**Aim of the exercise:** The word "without" occurs in some of the lines below; copy each of those lines.

**Records:**

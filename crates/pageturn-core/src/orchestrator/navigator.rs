use std::time::Duration;

use serde::Serialize;
use tokio::sync::{mpsc, oneshot};
use uuid::Uuid;

use crate::scroll::Viewport;
use crate::transition::Phase;
use crate::{Error, Result};

/// How a finished transition went
#[derive(Debug, Clone, PartialEq, Serialize)]
pub struct TransitionReport {
    pub record: Uuid,
    pub from: Option<String>,
    pub to: String,
    pub transition: String,
    pub phases: Vec<Phase>,
    /// Sum of the declared choreography durations that were played
    pub choreography: Duration,
    /// Wall time from selection to `Idle`
    pub elapsed: Duration,
}

#[derive(Debug, Clone, PartialEq, Serialize)]
#[serde(tag = "outcome", rename_all = "snake_case")]
pub enum NavigationOutcome {
    Completed(TransitionReport),
    /// Already on the requested view
    Unchanged { namespace: String },
    /// Not a view link; left to the browser
    Passthrough { href: String },
    /// The transition failed and the page was rebuilt without animation
    Reloaded { namespace: String, reason: String },
}

impl NavigationOutcome {
    pub fn namespace(&self) -> Option<&str> {
        match self {
            NavigationOutcome::Completed(report) => Some(&report.to),
            NavigationOutcome::Unchanged { namespace }
            | NavigationOutcome::Reloaded { namespace, .. } => Some(namespace),
            NavigationOutcome::Passthrough { .. } => None,
        }
    }
}

pub type Responder = oneshot::Sender<Result<NavigationOutcome>>;

#[derive(Debug)]
pub struct NavigationRequest {
    pub to: String,
    pub respond: Option<Responder>,
}

/// Host input for a running orchestrator
#[derive(Debug)]
pub enum Command {
    Navigate(NavigationRequest),
    /// An anchor was activated
    Follow { href: String, respond: Option<Responder> },
    Scroll { delta: f64 },
    Resize(Viewport),
}

/// A navigation that has been sent but not answered yet
pub struct PendingNavigation {
    rx: oneshot::Receiver<Result<NavigationOutcome>>,
}

impl PendingNavigation {
    pub async fn outcome(self) -> Result<NavigationOutcome> {
        self.rx
            .await
            .map_err(|_| Error::Other("orchestrator stopped before answering".to_string()))?
    }
}

/// Cloneable handle for sending commands to [`super::Orchestrator::run`]
#[derive(Debug, Clone)]
pub struct Navigator {
    tx: mpsc::UnboundedSender<Command>,
}

impl Navigator {
    pub fn channel() -> (Self, mpsc::UnboundedReceiver<Command>) {
        let (tx, rx) = mpsc::unbounded_channel();
        (Self { tx }, rx)
    }

    fn send(&self, command: Command) -> Result<()> {
        self.tx
            .send(command)
            .map_err(|_| Error::Other("orchestrator is not running".to_string()))
    }

    /// Queue a navigation without waiting for it
    pub fn request(&self, to: impl Into<String>) -> Result<PendingNavigation> {
        let (respond, rx) = oneshot::channel();
        self.send(Command::Navigate(NavigationRequest {
            to: to.into(),
            respond: Some(respond),
        }))?;
        Ok(PendingNavigation { rx })
    }

    pub async fn navigate(&self, to: impl Into<String>) -> Result<NavigationOutcome> {
        self.request(to)?.outcome().await
    }

    pub fn follow(&self, href: impl Into<String>) -> Result<PendingNavigation> {
        let (respond, rx) = oneshot::channel();
        self.send(Command::Follow {
            href: href.into(),
            respond: Some(respond),
        })?;
        Ok(PendingNavigation { rx })
    }

    pub fn scroll_by(&self, delta: f64) -> Result<()> {
        self.send(Command::Scroll { delta })
    }

    pub fn resize(&self, viewport: Viewport) -> Result<()> {
        self.send(Command::Resize(viewport))
    }
}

**Reply:**
    /// The transition failed and the page was rebuilt without animation
    /// Queue a navigation without waiting for it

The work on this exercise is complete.